This controversy presents the following question for resolution: Whether the Washington County Circuit Court committed reversible error in holding that the Arkansas Savings and Loan Association Board’s, hereinafter referred to as the Board, decision granting the application of Northwest Savings and Loan Association, hereinafter referred to as Northwest, to establish a branch office in Fayetteville, Arkansas, was not supported by substantial evidence.
THE FACTS
On July 22, 1976, Northwest, which has its principal office in Rogers, Arkansas, filed an application with the Board for permission to establish a branch office in the City of Fayetteville, Washington County, Arkansas. Northwest’s service area is the Benton and Washington Counties trade area, and Northwest has savings account customers as well as loan customers in Fayetteville. Northwest was chartered in 1973 under the laws of the State of Arkansas.
Appellees, First Federal Savings and Loan Association of Fayetteville, hereinafter referred to as First Federal, and Fayetteville Savings and Loan Association,1 hereinafter referred to as Fayetteville Association, protested the application of Northwest.2
On December 7, 1976, the Board rendered its decision finding, inter alia:
1. There is a public need for the proposed branch office and the volume of business in the area in which the proposed branch office will conduct its business is such as to indicate a successful operation; and,
2. The operation of the proposed branch office will not unduly harm any other existing association of Federal savings and loan association or other financial institution; and,
3. The operation of the proposed branch office will not unduly harm the association seeking authority to open the branch office.
In support of its findings of fact, the Board made thirty-two underlying facts which were separately and distinctly stated and numbered.
The Board concluded that the application of Northwest for permission to establish a branch office should be approved.
On December 8, 1976, Northwest opened the branch office for business.3 However, on December 10, 1976, a temporary restraining order was issued by the Circuit Court of Washington County enjoining Northwest from doing any business pending appeal of the Board’s decision . The restraining order was subsequently made permanent pending completion of the appellate process.
On March 16, 1977, the Board denied appellees ’ petition for rehearing.4
On July 1, 1977, the Circuit Court rendered a rather detailed and extensive opinion which in substance found that the Board’s decision was not supported by substantial evidence by considering the record as a whole, and further concluded that some of the findings of the Board were arbitrary and that the Board abused its discretion in granting the application of Northwest; arid, accordingly, entered an order reversing the action of the Board.
CONTENTION OF THE PARTIES
1. Appellants contend that the Board’s decision in granting the application of Northwest is supported by substantial evidence and is not arbitrary or capricious.
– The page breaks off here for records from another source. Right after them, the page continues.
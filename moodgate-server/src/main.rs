use std::sync::Arc;

use anyhow::Result;
use clap::Parser;
use tracing_subscriber::EnvFilter;

#[tokio::main]
async fn main() -> Result<()> {
    // Use JSON logs in production (MOODGATE_LOG_JSON=1), human-readable otherwise
    let json_logs = std::env::var("MOODGATE_LOG_JSON").unwrap_or_default() == "1";
    let filter = EnvFilter::from_default_env().add_directive("moodgate_server=info".parse()?);
    if json_logs {
        tracing_subscriber::fmt()
            .with_env_filter(filter)
            .json()
            .init();
    } else {
        tracing_subscriber::fmt()
            .with_env_filter(filter)
            .init();
    }

    let config = moodgate_server::config::ServerConfig::parse();
    tracing::info!("Starting moodgate server on {}", config.listen_addr);
    if config.telegram_token.is_empty() {
        tracing::warn!("TELEGRAM_TOKEN not set: identity linking will reject every payload");
    }

    let db = Arc::new(moodgate_server::db::Db::open(&config.db_path)?);
    let listen_addr = config.listen_addr.clone();
    let state = Arc::new(moodgate_server::web::SharedState::new(config, db));
    let app = moodgate_server::web::router(state);

    let listener = tokio::net::TcpListener::bind(&listen_addr).await?;
    axum::serve(listener, app).await?;
    Ok(())
}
Moreover, appellants contend that the Circuit Court erred in substituting its judgment for that of the Board.
2. First Federal and Fayetteville Association both contend that the Circuit Court was correct in holding that the Board’s approval of the application of Northwest was not supported by substantial evidence and that the Board’s action was both arbitrary and capricious. Moreover, appellees contend that the Circuit Court’s review did not involve the substitution of the court’s judgment for that of the Board, but, on the contrary, the court’s careful consideration of the record was to determine whether the Board’s decision was based on relevant factors and whether there was clear error of judgment on the part of the Board in granting Northwest’s application.
Fayetteville Association also contends that it is inherently arbitrary, capricious and an abuse of discretion for the Board to approve an application for a branch office by outsiders in a city having local savings and loan associations.
THE DECISION
After carefully reviewing the record and the briefs submitted by appellants and appellees, we are persuaded that the appellants are correct in asserting that there is substantial evidence to support the Board’s decision and that in several instances, the trial court substituted its judgment for that of the Board. Consequently, the holding of the Circuit Court of Washington County, Arkansas, is reversed.
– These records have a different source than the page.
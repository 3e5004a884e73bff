//! HTTP surface: axum router, handlers, and the authorization
//! middleware protected routes sit behind.

use std::sync::Arc;

use axum::{
    extract::{Request, State},
    http::{header, HeaderMap, StatusCode},
    middleware::{self, Next},
    response::Response,
    routing::{get, post},
    Extension, Json, Router,
};
use chrono::Utc;
use tower_http::cors::CorsLayer;

use crate::auth::authorize::{self, Effect, PolicyDecision, SCOPE_AUTH};
use crate::auth::error::AuthError;
use crate::auth::secret::SigningSecretProvider;
use crate::auth::telegram::{self, LoginPayload};
use crate::auth::token::{TokenIssuer, TokenPair};
use crate::config::ServerConfig;
use crate::db::Db;

/// Header carrying the opaque refresh token.
const REFRESH_TOKEN_HEADER: &str = "x-refresh-token";

/// Shared state behind every handler.
pub struct SharedState {
    pub config: ServerConfig,
    pub issuer: TokenIssuer,
    pub secrets: Arc<SigningSecretProvider>,
}

impl SharedState {
    pub fn new(config: ServerConfig, db: Arc<Db>) -> Self {
        let secrets = Arc::new(SigningSecretProvider::new(db.clone()));
        let issuer = TokenIssuer::new(db.clone(), db, secrets.clone());
        SharedState {
            config,
            issuer,
            secrets,
        }
    }
}

/// Build the axum router.
pub fn router(state: Arc<SharedState>) -> Router {
    let protected = Router::new()
        .route("/auth/telegram", post(link_telegram))
        .layer(middleware::from_fn_with_state(state.clone(), require_auth));

    Router::new()
        .route("/health", get(health))
        .route("/auth/register", post(register))
        .route("/auth/refresh", post(refresh))
        .merge(protected)
        .layer(CorsLayer::permissive())
        .with_state(state)
}

async fn health() -> &'static str {
    "ok"
}

/// Run the decision point on the bearer credential and stash the
/// decision in request extensions for the handler. Deny, or a scope
/// not covering the auth surface, is a 401.
async fn require_auth(
    State(state): State<Arc<SharedState>>,
    mut req: Request,
    next: Next,
) -> Result<Response, (StatusCode, String)> {
    let credential = req
        .headers()
        .get(header::AUTHORIZATION)
        .and_then(|v| v.to_str().ok())
        .unwrap_or_default();
    let secret = state
        .secrets
        .get_or_create()
        .map_err(error_response)?;
    let decision = authorize::authorize(
        credential,
        &secret,
        &state.config.api_resource,
        Utc::now(),
    );

    let auth_surface = format!("{}{SCOPE_AUTH}", state.config.api_resource);
    if decision.effect != Effect::Allow || !decision.permits(&auth_surface) {
        return Err((StatusCode::UNAUTHORIZED, "unauthorized".to_string()));
    }

    req.extensions_mut().insert(decision);
    Ok(next.run(req).await)
}

async fn register(
    State(state): State<Arc<SharedState>>,
) -> Result<(StatusCode, Json<TokenPair>), (StatusCode, String)> {
    let pair = state.issuer.register(Utc::now()).map_err(error_response)?;
    Ok((StatusCode::CREATED, Json(pair)))
}

async fn refresh(
    State(state): State<Arc<SharedState>>,
    headers: HeaderMap,
) -> Result<Json<TokenPair>, (StatusCode, String)> {
    let refresh_token = headers
        .get(REFRESH_TOKEN_HEADER)
        .and_then(|v| v.to_str().ok())
        .ok_or_else(|| (StatusCode::UNAUTHORIZED, "unauthorized".to_string()))?;
    let pair = state
        .issuer
        .refresh(refresh_token, Utc::now())
        .map_err(error_response)?;
    Ok(Json(pair))
}

async fn link_telegram(
    State(state): State<Arc<SharedState>>,
    Extension(decision): Extension<PolicyDecision>,
    Json(payload): Json<LoginPayload>,
) -> Result<Json<TokenPair>, (StatusCode, String)> {
    let telegram_user_id =
        telegram::verify(&payload, &state.config.telegram_token, Utc::now())
            .map_err(error_response)?;
    let access_token = state
        .issuer
        .link_identity(&decision.principal, &telegram_user_id, Utc::now())
        .map_err(error_response)?;
    Ok(Json(TokenPair {
        access_token,
        refresh_token: None,
    }))
}

/// Map the auth taxonomy onto HTTP. Infrastructure detail is logged,
/// never sent to the client.
fn error_response(err: AuthError) -> (StatusCode, String) {
    match err {
        AuthError::Unauthorized => (StatusCode::UNAUTHORIZED, "unauthorized".to_string()),
        AuthError::Forbidden => (StatusCode::FORBIDDEN, "forbidden".to_string()),
        AuthError::Infrastructure(detail) => {
            tracing::error!("store failure: {detail}");
            (
                StatusCode::INTERNAL_SERVER_ERROR,
                "internal error".to_string(),
            )
        }
    }
}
In First State Building & Loan Association, Mountain Home, Arkansas v. Arkansas Savings & Loan Association Board and Home Savings & Loan Association, 261 Ark. 482, 549 S.W. 2d 274 (1977), we stated that in reviewing the record to determine if the Board’s findings are supported by substantial evidence:
“. . . we consider the evidence with all reasonable inferences deducible therefrom in the light most favorable [to the Board’s action] . . . Whether the evidence of Appellee or the Appellant weighs more heavily is not a consideration.”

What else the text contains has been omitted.